**Items from a data source:**
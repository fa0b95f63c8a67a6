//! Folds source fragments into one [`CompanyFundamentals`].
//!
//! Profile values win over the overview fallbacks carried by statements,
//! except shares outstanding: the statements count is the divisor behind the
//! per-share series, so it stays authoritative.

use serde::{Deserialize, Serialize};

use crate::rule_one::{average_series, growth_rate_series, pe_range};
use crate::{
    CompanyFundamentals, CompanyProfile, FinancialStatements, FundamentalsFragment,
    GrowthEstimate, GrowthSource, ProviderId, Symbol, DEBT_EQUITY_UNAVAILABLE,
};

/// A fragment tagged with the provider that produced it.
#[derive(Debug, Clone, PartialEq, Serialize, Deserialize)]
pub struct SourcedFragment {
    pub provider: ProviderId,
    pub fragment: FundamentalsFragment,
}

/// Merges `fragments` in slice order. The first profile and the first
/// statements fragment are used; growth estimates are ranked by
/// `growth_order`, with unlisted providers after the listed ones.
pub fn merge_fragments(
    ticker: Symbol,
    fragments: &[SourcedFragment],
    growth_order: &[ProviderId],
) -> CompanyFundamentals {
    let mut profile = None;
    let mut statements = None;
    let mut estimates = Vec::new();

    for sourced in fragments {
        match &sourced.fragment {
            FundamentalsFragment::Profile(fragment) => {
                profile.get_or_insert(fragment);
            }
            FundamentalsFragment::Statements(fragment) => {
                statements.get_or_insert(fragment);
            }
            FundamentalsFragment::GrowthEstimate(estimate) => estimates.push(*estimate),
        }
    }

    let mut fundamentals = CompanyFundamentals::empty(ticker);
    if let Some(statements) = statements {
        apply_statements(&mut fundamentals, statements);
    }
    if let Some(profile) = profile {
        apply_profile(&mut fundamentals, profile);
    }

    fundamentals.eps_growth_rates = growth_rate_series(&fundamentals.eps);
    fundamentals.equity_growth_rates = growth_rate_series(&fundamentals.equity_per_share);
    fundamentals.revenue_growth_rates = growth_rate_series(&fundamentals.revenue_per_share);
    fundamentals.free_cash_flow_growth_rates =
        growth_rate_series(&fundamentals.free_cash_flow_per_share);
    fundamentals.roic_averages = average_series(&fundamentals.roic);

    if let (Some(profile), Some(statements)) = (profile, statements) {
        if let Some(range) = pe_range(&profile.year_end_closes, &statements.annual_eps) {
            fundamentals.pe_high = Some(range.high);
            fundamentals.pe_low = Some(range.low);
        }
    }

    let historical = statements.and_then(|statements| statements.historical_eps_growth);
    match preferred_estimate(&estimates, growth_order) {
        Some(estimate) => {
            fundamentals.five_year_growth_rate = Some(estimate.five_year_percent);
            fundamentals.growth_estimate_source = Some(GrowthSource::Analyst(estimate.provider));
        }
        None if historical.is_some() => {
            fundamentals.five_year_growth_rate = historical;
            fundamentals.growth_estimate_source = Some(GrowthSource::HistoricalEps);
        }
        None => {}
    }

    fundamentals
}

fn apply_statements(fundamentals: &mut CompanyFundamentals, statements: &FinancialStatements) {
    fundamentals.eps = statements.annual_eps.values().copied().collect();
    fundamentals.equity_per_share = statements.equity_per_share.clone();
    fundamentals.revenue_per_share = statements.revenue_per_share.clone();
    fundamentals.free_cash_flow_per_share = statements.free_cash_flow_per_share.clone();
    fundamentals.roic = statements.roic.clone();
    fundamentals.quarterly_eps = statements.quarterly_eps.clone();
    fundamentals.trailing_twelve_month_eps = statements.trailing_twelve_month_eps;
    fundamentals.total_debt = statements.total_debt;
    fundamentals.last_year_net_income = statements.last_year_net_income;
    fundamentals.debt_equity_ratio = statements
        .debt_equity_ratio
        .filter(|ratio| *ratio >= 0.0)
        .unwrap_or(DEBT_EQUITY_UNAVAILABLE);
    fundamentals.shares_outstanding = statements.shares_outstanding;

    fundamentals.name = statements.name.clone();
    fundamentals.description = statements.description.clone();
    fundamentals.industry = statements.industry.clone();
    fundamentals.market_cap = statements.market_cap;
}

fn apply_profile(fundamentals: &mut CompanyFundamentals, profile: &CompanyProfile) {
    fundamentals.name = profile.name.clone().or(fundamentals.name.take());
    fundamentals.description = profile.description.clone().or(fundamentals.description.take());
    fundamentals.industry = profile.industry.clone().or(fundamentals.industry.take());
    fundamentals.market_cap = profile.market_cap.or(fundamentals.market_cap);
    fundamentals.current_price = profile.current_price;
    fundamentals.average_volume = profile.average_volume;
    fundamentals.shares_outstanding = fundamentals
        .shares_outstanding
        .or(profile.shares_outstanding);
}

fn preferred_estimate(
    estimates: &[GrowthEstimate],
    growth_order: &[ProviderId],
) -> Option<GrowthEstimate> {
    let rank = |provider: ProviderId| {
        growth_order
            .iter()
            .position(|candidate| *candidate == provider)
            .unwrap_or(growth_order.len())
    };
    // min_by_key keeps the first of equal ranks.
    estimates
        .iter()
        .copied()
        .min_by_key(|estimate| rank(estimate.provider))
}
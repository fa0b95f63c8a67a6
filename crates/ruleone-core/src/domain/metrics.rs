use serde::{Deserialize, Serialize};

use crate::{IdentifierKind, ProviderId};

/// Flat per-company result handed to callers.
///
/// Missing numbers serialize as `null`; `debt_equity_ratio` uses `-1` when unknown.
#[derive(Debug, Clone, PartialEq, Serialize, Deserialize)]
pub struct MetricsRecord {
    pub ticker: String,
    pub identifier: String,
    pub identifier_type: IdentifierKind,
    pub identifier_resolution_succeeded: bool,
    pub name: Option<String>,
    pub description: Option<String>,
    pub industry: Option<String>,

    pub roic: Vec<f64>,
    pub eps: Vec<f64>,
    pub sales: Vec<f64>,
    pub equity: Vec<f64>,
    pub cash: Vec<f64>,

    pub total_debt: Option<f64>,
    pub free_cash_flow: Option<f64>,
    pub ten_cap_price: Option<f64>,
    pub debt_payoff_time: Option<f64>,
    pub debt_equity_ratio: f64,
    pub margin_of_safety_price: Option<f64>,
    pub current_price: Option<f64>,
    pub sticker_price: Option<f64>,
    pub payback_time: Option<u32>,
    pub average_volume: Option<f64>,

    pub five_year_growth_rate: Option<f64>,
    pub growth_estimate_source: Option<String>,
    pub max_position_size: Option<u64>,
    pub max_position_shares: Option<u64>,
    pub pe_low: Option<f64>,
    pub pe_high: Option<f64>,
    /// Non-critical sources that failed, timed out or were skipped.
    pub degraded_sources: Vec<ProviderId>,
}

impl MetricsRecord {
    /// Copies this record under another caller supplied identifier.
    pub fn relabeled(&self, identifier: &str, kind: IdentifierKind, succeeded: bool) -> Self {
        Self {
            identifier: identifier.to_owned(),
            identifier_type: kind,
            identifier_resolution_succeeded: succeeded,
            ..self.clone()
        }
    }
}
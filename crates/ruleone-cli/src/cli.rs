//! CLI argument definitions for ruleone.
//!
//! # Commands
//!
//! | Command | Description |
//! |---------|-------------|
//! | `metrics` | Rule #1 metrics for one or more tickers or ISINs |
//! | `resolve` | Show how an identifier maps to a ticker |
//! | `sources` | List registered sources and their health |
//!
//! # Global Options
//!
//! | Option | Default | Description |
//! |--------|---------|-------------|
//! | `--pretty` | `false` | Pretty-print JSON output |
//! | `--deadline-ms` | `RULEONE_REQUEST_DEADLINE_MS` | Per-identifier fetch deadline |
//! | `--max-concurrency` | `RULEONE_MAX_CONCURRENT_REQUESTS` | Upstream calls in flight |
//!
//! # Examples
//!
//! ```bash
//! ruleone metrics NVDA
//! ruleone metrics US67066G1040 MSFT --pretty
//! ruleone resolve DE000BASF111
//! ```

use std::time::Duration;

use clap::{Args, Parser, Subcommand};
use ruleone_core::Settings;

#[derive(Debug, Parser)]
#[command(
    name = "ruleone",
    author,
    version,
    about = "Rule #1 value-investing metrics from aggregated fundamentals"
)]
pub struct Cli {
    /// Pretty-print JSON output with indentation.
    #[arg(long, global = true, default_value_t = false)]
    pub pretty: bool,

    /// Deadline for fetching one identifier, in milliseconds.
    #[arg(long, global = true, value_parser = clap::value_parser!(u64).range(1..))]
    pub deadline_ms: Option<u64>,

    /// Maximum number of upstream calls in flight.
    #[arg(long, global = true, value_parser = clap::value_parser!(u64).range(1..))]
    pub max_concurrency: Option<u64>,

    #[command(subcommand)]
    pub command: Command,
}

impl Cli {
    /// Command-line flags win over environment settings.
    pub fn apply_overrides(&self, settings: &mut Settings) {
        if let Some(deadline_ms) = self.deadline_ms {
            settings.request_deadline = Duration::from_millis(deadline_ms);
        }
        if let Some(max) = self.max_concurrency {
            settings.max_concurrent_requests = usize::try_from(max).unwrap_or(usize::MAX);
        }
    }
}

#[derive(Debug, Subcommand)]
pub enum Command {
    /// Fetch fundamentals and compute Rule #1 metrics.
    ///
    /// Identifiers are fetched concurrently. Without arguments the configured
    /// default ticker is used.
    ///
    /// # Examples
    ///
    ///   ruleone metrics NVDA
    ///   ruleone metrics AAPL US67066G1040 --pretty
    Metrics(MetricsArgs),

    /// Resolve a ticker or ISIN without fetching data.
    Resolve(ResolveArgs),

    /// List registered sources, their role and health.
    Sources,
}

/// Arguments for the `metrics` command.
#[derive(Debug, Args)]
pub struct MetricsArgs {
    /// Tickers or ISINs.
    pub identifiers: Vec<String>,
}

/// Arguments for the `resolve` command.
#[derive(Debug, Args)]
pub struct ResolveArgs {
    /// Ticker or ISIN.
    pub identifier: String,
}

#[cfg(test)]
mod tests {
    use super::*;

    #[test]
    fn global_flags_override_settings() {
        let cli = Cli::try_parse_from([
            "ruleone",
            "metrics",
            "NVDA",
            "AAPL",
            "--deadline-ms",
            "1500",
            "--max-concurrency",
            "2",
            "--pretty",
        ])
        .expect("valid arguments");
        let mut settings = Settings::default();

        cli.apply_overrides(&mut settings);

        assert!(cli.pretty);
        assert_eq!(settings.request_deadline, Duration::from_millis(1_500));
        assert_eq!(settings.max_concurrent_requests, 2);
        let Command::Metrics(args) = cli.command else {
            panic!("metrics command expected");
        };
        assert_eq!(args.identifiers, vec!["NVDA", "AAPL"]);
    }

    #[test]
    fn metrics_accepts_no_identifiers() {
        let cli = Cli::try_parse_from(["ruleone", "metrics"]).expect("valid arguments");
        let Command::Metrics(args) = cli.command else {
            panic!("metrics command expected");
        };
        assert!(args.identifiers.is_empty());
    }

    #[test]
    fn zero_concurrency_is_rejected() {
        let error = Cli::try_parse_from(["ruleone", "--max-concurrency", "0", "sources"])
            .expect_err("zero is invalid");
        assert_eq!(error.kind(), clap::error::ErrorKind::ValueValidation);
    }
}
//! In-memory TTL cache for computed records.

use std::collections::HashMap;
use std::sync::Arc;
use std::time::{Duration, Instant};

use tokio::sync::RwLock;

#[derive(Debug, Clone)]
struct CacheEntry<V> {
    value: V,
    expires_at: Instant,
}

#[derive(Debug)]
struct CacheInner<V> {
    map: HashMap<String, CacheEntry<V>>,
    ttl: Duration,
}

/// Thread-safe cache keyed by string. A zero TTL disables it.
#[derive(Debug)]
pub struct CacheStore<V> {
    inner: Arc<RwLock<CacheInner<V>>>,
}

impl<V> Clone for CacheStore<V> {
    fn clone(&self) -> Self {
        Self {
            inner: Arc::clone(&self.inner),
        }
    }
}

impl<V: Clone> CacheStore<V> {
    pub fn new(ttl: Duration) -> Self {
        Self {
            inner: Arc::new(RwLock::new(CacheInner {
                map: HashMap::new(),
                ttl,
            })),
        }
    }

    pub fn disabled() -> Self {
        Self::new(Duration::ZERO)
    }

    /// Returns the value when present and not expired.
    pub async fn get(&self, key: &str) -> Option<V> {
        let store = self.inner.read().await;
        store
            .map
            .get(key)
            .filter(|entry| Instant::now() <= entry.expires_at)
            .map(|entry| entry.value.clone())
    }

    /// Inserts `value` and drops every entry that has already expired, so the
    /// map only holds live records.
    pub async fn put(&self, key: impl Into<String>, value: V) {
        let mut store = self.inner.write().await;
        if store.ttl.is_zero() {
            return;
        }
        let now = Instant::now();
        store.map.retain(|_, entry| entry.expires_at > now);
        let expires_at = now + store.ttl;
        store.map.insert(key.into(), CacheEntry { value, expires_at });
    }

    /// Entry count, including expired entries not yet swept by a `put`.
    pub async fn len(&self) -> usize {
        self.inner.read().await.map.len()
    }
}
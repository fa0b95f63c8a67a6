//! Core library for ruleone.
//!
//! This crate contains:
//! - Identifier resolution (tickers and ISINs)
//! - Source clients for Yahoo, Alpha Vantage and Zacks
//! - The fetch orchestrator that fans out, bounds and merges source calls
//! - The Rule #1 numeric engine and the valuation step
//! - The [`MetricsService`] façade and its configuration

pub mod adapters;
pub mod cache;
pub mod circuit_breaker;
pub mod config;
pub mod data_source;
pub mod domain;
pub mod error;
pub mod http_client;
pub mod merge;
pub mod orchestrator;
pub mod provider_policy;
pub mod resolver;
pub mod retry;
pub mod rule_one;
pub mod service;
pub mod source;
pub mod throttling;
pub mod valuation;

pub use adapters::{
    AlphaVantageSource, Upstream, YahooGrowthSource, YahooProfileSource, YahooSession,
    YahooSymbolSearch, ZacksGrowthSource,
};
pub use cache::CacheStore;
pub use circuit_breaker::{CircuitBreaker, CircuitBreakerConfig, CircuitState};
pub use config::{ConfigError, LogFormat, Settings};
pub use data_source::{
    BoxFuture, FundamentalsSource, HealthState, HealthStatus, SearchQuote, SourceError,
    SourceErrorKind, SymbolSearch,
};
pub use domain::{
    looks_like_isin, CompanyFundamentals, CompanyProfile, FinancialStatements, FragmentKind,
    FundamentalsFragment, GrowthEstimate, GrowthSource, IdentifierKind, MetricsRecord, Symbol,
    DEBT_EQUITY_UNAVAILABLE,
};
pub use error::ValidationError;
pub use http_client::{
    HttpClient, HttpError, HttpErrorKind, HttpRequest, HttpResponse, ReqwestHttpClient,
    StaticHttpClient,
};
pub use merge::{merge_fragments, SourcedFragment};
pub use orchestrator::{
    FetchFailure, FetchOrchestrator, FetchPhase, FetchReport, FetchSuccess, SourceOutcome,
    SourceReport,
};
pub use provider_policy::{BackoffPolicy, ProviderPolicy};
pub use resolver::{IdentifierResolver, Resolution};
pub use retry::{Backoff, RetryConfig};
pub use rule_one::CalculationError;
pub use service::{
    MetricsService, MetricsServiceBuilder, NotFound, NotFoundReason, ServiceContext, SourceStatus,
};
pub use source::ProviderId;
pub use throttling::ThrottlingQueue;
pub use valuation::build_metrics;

**Task description:** Beginning at the top of the records above, transcribe each line exactly up to and including the line that holds "fundamentals.roic_averages = average_series(&fundamentals.roic);".

**Result of this exercise:**
repository fa0b95f63c8a67a6
//! Folds source fragments into one [`CompanyFundamentals`].
//!
//! Profile values win over the overview fallbacks carried by statements,
//! except shares outstanding: the statements count is the divisor behind the
//! per-share series, so it stays authoritative.

use serde::{Deserialize, Serialize};

use crate::rule_one::{average_series, growth_rate_series, pe_range};
use crate::{
    CompanyFundamentals, CompanyProfile, FinancialStatements, FundamentalsFragment,
    GrowthEstimate, GrowthSource, ProviderId, Symbol, DEBT_EQUITY_UNAVAILABLE,
};

/// A fragment tagged with the provider that produced it.
#[derive(Debug, Clone, PartialEq, Serialize, Deserialize)]
pub struct SourcedFragment {
    pub provider: ProviderId,
    pub fragment: FundamentalsFragment,
}

/// Merges `fragments` in slice order. The first profile and the first
/// statements fragment are used; growth estimates are ranked by
/// `growth_order`, with unlisted providers after the listed ones.
pub fn merge_fragments(
    ticker: Symbol,
    fragments: &[SourcedFragment],
    growth_order: &[ProviderId],
) -> CompanyFundamentals {
    let mut profile = None;
    let mut statements = None;
    let mut estimates = Vec::new();

    for sourced in fragments {
        match &sourced.fragment {
            FundamentalsFragment::Profile(fragment) => {
                profile.get_or_insert(fragment);
            }
            FundamentalsFragment::Statements(fragment) => {
                statements.get_or_insert(fragment);
            }
            FundamentalsFragment::GrowthEstimate(estimate) => estimates.push(*estimate),
        }
    }

    let mut fundamentals = CompanyFundamentals::empty(ticker);
    if let Some(statements) = statements {
        apply_statements(&mut fundamentals, statements);
    }
    if let Some(profile) = profile {
        apply_profile(&mut fundamentals, profile);
    }

    fundamentals.eps_growth_rates = growth_rate_series(&fundamentals.eps);
    fundamentals.equity_growth_rates = growth_rate_series(&fundamentals.equity_per_share);
    fundamentals.revenue_growth_rates = growth_rate_series(&fundamentals.revenue_per_share);
    fundamentals.free_cash_flow_growth_rates =
        growth_rate_series(&fundamentals.free_cash_flow_per_share);
    fundamentals.roic_averages = average_series(&fundamentals.roic);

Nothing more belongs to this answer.